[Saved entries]
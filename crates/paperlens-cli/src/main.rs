use std::io::Write;
use std::path::PathBuf;

use anyhow::Context;
use clap::{ArgAction, Parser, Subcommand};
use tracing_subscriber::EnvFilter;

use paperlens_analysis::Analyzer;
use paperlens_core::ReportSink;
use paperlens_reporting::{DirectorySink, ExportFormat, export_metadata_json};

mod output;
mod settings;

use output::ColorMode;
use settings::CliOverrides;

const DEFAULT_SAMPLES_DIR: &str = "data/sample_papers";

/// Scientific paper analyzer - sections, metadata, keywords and summary from a PDF
#[derive(Parser, Debug)]
#[command(version, about, long_about = None)]
struct Cli {
    /// Increase log verbosity (-v debug, -vv trace); RUST_LOG takes precedence
    #[arg(short, long, global = true, action = ArgAction::Count)]
    verbose: u8,

    #[command(subcommand)]
    command: Command,
}

#[derive(Subcommand, Debug)]
enum Command {
    /// Analyze a PDF (or .txt/.md) document
    Analyze {
        /// Path to the document
        file_path: PathBuf,

        /// Number of keywords to extract
        #[arg(long)]
        top_k: Option<usize>,

        /// Number of summary sentences
        #[arg(long)]
        sentences: Option<usize>,

        /// Directory the report is saved into
        #[arg(long)]
        output_dir: Option<PathBuf>,

        /// Do not save a report file
        #[arg(long)]
        no_save: bool,

        /// Also write the metadata block as JSON to this path
        #[arg(long)]
        metadata_json: Option<PathBuf>,

        /// Saved report format: json, markdown or text
        #[arg(long)]
        format: Option<ExportFormat>,

        /// Print the full report as JSON instead of the human-readable view
        #[arg(long)]
        json: bool,

        /// Disable colored output
        #[arg(long)]
        no_color: bool,
    },

    /// List the sample PDFs available for analysis
    Samples {
        /// Directory to look in
        dir: Option<PathBuf>,

        /// Disable colored output
        #[arg(long)]
        no_color: bool,
    },
}

fn init_tracing(verbose: u8) {
    let default_level = match verbose {
        0 => "warn",
        1 => "debug",
        _ => "trace",
    };
    tracing_subscriber::fmt()
        .with_env_filter(
            EnvFilter::try_from_default_env().unwrap_or_else(|_| EnvFilter::new(default_level)),
        )
        .with_writer(std::io::stderr)
        .init();
}

fn main() -> anyhow::Result<()> {
    dotenvy::dotenv().ok();
    let cli = Cli::parse();
    init_tracing(cli.verbose);

    match cli.command {
        Command::Analyze {
            file_path,
            top_k,
            sentences,
            output_dir,
            no_save,
            metadata_json,
            format,
            json,
            no_color,
        } => {
            let overrides = CliOverrides {
                top_k,
                sentences,
                output_dir,
                format,
                no_color,
            };
            analyze(file_path, overrides, no_save, metadata_json, json)
        }
        Command::Samples { dir, no_color } => samples(dir, no_color),
    }
}

fn analyze(
    file_path: PathBuf,
    overrides: CliOverrides,
    no_save: bool,
    metadata_json: Option<PathBuf>,
    json: bool,
) -> anyhow::Result<()> {
    let config_file = paperlens_core::config_file::load_config();
    let settings = settings::resolve(&overrides, |k| std::env::var(k).ok(), &config_file)?;
    let color = ColorMode(settings.color && !json);

    // In JSON mode stdout carries only the report; status lines go to stderr.
    let mut writer: Box<dyn Write> = if json {
        Box::new(std::io::stderr())
    } else {
        Box::new(std::io::stdout())
    };

    let text = paperlens_ingest::load_document(&file_path)
        .with_context(|| format!("Failed to load {}", file_path.display()))?;
    let source = format!("File: {}", paperlens_ingest::source_label(&file_path));

    let analyzer = Analyzer::with_config(settings.analysis);
    let report = analyzer.analyze(&text, &source);

    if json {
        println!("{}", report.to_json_pretty()?);
    } else {
        output::print_document_header(&mut writer, &source, report.stats.text_length_chars, color)?;
        output::print_metadata(&mut writer, &report.metadata, color)?;
        output::print_sections(
            &mut writer,
            &report.sections,
            &text,
            settings.preview_chars,
            color,
        )?;
        output::print_keywords(&mut writer, &report.keywords, color)?;
        output::print_summary(&mut writer, &report.summary, color)?;
        writeln!(writer)?;
    }

    if !no_save {
        let sink = DirectorySink::new(&settings.output_dir, settings.format);
        let path = sink.save(&report).with_context(|| {
            format!("Failed to save report to {}", settings.output_dir.display())
        })?;
        output::print_saved(&mut writer, "report", &path, color)?;
    }

    if let Some(path) = metadata_json {
        export_metadata_json(&report.metadata, &path)
            .with_context(|| format!("Failed to write {}", path.display()))?;
        output::print_saved(&mut writer, "metadata", &path, color)?;
    }

    Ok(())
}

fn samples(dir: Option<PathBuf>, no_color: bool) -> anyhow::Result<()> {
    let dir = dir.unwrap_or_else(|| PathBuf::from(DEFAULT_SAMPLES_DIR));
    let pdfs = paperlens_ingest::list_pdfs(&dir)
        .with_context(|| format!("Failed to list {}", dir.display()))?;
    let mut stdout = std::io::stdout();
    output::print_samples(&mut stdout, &dir, &pdfs, ColorMode(!no_color))?;
    Ok(())
}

### WHAT IS REQUIRED
Without altering a single word, set down all the entries again.

### RESPONSE FOR THIS EXERCISE
filename crates/paperlens-cli/src/main.rs
use std::io::Write;
use std::path::PathBuf;

use anyhow::Context;
use clap::{ArgAction, Parser, Subcommand};
use tracing_subscriber::EnvFilter;

use paperlens_analysis::Analyzer;
use paperlens_core::ReportSink;
use paperlens_reporting::{DirectorySink, ExportFormat, export_metadata_json};

mod output;
mod settings;

use output::ColorMode;
use settings::CliOverrides;

const DEFAULT_SAMPLES_DIR: &str = "data/sample_papers";

/// Scientific paper analyzer - sections, metadata, keywords and summary from a PDF
#[derive(Parser, Debug)]
#[command(version, about, long_about = None)]
struct Cli {
    /// Increase log verbosity (-v debug, -vv trace); RUST_LOG takes precedence
    #[arg(short, long, global = true, action = ArgAction::Count)]
    verbose: u8,

    #[command(subcommand)]
    command: Command,
}

#[derive(Subcommand, Debug)]
enum Command {
    /// Analyze a PDF (or .txt/.md) document
    Analyze {
        /// Path to the document
        file_path: PathBuf,

        /// Number of keywords to extract
        #[arg(long)]
        top_k: Option<usize>,

        /// Number of summary sentences
        #[arg(long)]
        sentences: Option<usize>,

        /// Directory the report is saved into
        #[arg(long)]
        output_dir: Option<PathBuf>,

        /// Do not save a report file
        #[arg(long)]
        no_save: bool,

        /// Also write the metadata block as JSON to this path
        #[arg(long)]
        metadata_json: Option<PathBuf>,

        /// Saved report format: json, markdown or text
        #[arg(long)]
        format: Option<ExportFormat>,

        /// Print the full report as JSON instead of the human-readable view
        #[arg(long)]
        json: bool,

        /// Disable colored output
        #[arg(long)]
        no_color: bool,
    },

    /// List the sample PDFs available for analysis
    Samples {
        /// Directory to look in
        dir: Option<PathBuf>,

        /// Disable colored output
        #[arg(long)]
        no_color: bool,
    },
}

fn init_tracing(verbose: u8) {
    let default_level = match verbose {
        0 => "warn",
        1 => "debug",
        _ => "trace",
    };
    tracing_subscriber::fmt()
        .with_env_filter(
            EnvFilter::try_from_default_env().unwrap_or_else(|_| EnvFilter::new(default_level)),
        )
        .with_writer(std::io::stderr)
        .init();
}

fn main() -> anyhow::Result<()> {
    dotenvy::dotenv().ok();
    let cli = Cli::parse();
    init_tracing(cli.verbose);

    match cli.command {
        Command::Analyze {
            file_path,
            top_k,
            sentences,
            output_dir,
            no_save,
            metadata_json,
            format,
            json,
            no_color,
        } => {
            let overrides = CliOverrides {
                top_k,
                sentences,
                output_dir,
                format,
                no_color,
            };
            analyze(file_path, overrides, no_save, metadata_json, json)
        }
        Command::Samples { dir, no_color } => samples(dir, no_color),
    }
}

fn analyze(
    file_path: PathBuf,
    overrides: CliOverrides,
    no_save: bool,
    metadata_json: Option<PathBuf>,
    json: bool,
) -> anyhow::Result<()> {
    let config_file = paperlens_core::config_file::load_config();
    let settings = settings::resolve(&overrides, |k| std::env::var(k).ok(), &config_file)?;
    let color = ColorMode(settings.color && !json);

    // In JSON mode stdout carries only the report; status lines go to stderr.
    let mut writer: Box<dyn Write> = if json {
        Box::new(std::io::stderr())
    } else {
        Box::new(std::io::stdout())
    };

    let text = paperlens_ingest::load_document(&file_path)
        .with_context(|| format!("Failed to load {}", file_path.display()))?;
    let source = format!("File: {}", paperlens_ingest::source_label(&file_path));

    let analyzer = Analyzer::with_config(settings.analysis);
    let report = analyzer.analyze(&text, &source);

    if json {
        println!("{}", report.to_json_pretty()?);
    } else {
        output::print_document_header(&mut writer, &source, report.stats.text_length_chars, color)?;
        output::print_metadata(&mut writer, &report.metadata, color)?;
        output::print_sections(
            &mut writer,
            &report.sections,
            &text,
            settings.preview_chars,
            color,
        )?;
        output::print_keywords(&mut writer, &report.keywords, color)?;
        output::print_summary(&mut writer, &report.summary, color)?;
        writeln!(writer)?;
    }

    if !no_save {
        let sink = DirectorySink::new(&settings.output_dir, settings.format);
        let path = sink.save(&report).with_context(|| {
            format!("Failed to save report to {}", settings.output_dir.display())
        })?;
        output::print_saved(&mut writer, "report", &path, color)?;
    }

    if let Some(path) = metadata_json {
        export_metadata_json(&report.metadata, &path)
            .with_context(|| format!("Failed to write {}", path.display()))?;
        output::print_saved(&mut writer, "metadata", &path, color)?;
    }

    Ok(())
}

fn samples(dir: Option<PathBuf>, no_color: bool) -> anyhow::Result<()> {
    let dir = dir.unwrap_or_else(|| PathBuf::from(DEFAULT_SAMPLES_DIR));
    let pdfs = paperlens_ingest::list_pdfs(&dir)
        .with_context(|| format!("Failed to list {}", dir.display()))?;
    let mut stdout = std::io::stdout();
    output::print_samples(&mut stdout, &dir, &pdfs, ColorMode(!no_color))?;
    Ok(())
}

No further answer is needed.